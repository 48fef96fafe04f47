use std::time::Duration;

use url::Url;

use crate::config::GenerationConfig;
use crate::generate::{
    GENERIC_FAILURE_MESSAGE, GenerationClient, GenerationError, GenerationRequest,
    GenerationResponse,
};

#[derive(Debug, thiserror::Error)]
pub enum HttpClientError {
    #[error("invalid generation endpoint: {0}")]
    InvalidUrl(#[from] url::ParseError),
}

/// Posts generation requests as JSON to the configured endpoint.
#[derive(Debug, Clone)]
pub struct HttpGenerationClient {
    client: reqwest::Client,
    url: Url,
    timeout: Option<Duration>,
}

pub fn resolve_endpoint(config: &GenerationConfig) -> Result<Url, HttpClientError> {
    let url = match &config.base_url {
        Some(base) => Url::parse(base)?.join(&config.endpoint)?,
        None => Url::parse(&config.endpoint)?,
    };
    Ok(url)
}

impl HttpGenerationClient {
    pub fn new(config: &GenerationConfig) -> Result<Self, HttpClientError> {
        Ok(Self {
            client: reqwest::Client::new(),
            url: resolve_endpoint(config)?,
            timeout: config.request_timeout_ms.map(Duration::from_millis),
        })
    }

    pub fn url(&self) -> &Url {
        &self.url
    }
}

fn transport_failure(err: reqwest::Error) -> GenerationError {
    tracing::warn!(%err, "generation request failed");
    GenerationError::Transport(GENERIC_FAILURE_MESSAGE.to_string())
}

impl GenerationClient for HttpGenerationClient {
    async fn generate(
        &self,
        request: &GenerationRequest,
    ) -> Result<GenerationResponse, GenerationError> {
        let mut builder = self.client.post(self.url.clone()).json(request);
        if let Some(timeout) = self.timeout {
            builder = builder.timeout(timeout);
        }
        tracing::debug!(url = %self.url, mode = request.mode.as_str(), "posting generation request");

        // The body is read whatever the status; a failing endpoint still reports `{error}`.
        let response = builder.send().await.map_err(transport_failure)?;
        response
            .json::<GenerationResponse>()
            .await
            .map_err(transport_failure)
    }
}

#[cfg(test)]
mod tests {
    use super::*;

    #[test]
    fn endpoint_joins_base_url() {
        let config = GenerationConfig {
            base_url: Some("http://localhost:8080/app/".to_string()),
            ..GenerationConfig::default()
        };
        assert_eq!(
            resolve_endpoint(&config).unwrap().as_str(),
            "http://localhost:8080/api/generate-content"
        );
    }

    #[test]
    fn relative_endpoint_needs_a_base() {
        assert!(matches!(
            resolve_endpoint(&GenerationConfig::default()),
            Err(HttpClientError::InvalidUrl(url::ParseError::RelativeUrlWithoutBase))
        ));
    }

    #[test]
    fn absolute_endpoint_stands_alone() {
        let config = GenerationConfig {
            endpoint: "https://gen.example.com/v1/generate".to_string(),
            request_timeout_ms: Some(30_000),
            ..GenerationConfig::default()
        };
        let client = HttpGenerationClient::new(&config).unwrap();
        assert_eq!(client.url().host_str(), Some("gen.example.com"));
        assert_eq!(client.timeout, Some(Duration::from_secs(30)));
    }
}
= = = =
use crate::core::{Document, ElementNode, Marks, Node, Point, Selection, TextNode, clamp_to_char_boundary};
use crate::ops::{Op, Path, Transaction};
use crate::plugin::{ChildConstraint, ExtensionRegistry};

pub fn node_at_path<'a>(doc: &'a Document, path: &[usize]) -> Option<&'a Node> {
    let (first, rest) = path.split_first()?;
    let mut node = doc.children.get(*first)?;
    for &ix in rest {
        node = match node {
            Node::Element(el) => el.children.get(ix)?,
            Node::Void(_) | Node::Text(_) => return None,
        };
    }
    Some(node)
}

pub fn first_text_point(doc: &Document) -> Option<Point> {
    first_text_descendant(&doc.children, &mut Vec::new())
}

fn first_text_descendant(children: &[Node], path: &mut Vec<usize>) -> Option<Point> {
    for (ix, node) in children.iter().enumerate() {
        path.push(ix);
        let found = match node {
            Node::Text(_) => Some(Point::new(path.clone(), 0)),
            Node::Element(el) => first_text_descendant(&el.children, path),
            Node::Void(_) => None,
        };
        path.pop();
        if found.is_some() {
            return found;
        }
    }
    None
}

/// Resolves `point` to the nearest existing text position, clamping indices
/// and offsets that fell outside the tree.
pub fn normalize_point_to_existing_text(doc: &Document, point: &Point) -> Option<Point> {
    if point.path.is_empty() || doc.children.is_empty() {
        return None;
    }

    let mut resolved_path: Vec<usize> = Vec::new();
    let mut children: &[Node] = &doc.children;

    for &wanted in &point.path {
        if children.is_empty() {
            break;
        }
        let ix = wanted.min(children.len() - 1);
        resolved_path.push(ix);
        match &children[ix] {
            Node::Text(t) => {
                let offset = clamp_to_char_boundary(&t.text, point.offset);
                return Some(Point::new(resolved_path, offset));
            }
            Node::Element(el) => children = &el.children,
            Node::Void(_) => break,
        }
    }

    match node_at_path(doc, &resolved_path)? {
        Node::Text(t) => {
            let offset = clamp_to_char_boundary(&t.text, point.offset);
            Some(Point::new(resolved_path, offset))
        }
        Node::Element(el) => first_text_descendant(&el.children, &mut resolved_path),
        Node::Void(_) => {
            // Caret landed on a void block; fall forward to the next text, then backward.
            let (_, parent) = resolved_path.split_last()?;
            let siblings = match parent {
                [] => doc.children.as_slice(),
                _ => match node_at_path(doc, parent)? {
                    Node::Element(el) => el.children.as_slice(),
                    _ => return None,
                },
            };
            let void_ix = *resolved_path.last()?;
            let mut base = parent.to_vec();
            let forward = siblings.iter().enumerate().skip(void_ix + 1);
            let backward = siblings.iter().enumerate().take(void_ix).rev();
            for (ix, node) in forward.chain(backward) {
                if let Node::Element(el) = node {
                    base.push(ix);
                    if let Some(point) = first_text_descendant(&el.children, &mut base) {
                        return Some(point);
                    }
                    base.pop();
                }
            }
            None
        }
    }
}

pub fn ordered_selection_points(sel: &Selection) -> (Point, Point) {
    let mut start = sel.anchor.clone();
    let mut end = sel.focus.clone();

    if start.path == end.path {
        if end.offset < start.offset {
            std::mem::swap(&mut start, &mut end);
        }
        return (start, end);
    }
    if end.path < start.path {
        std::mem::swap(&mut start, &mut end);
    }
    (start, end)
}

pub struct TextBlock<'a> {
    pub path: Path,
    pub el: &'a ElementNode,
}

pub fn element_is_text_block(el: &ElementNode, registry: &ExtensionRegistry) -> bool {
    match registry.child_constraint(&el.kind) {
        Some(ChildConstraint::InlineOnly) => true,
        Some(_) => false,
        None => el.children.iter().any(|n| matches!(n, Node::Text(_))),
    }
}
= = = =
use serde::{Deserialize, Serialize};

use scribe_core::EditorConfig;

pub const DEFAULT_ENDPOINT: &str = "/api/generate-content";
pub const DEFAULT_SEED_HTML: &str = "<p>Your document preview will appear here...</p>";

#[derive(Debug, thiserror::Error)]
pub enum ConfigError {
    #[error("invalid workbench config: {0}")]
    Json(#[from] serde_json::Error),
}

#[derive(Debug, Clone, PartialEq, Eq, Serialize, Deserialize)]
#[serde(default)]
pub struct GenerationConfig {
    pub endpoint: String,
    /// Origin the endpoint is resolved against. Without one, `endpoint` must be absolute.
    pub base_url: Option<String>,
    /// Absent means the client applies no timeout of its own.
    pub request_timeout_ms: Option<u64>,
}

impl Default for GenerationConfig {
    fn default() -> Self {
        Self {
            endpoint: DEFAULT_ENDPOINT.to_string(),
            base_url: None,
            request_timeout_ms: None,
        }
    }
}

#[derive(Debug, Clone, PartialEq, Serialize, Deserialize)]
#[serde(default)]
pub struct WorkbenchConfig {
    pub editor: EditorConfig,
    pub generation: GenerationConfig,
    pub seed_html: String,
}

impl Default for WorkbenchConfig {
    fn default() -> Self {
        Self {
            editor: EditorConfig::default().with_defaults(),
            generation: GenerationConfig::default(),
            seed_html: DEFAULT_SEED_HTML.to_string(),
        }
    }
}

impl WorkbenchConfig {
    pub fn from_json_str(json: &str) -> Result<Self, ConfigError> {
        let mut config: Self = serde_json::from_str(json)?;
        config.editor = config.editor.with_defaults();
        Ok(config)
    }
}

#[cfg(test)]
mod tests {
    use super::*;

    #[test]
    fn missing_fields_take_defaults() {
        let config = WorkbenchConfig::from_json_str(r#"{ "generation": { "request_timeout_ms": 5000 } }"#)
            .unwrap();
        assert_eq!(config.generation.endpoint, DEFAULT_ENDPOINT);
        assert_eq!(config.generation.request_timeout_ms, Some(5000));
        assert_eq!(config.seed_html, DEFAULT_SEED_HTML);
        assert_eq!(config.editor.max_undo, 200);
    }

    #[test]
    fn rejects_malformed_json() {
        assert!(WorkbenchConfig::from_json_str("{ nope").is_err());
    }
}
= = = =
■ **Work task**: When a line in the material above includes the word "parent", copy that line.

■ **Solution below**:
            let (_, parent) = resolved_path.split_last()?;
            let siblings = match parent {
                _ => match node_at_path(doc, parent)? {
            let mut base = parent.to_vec();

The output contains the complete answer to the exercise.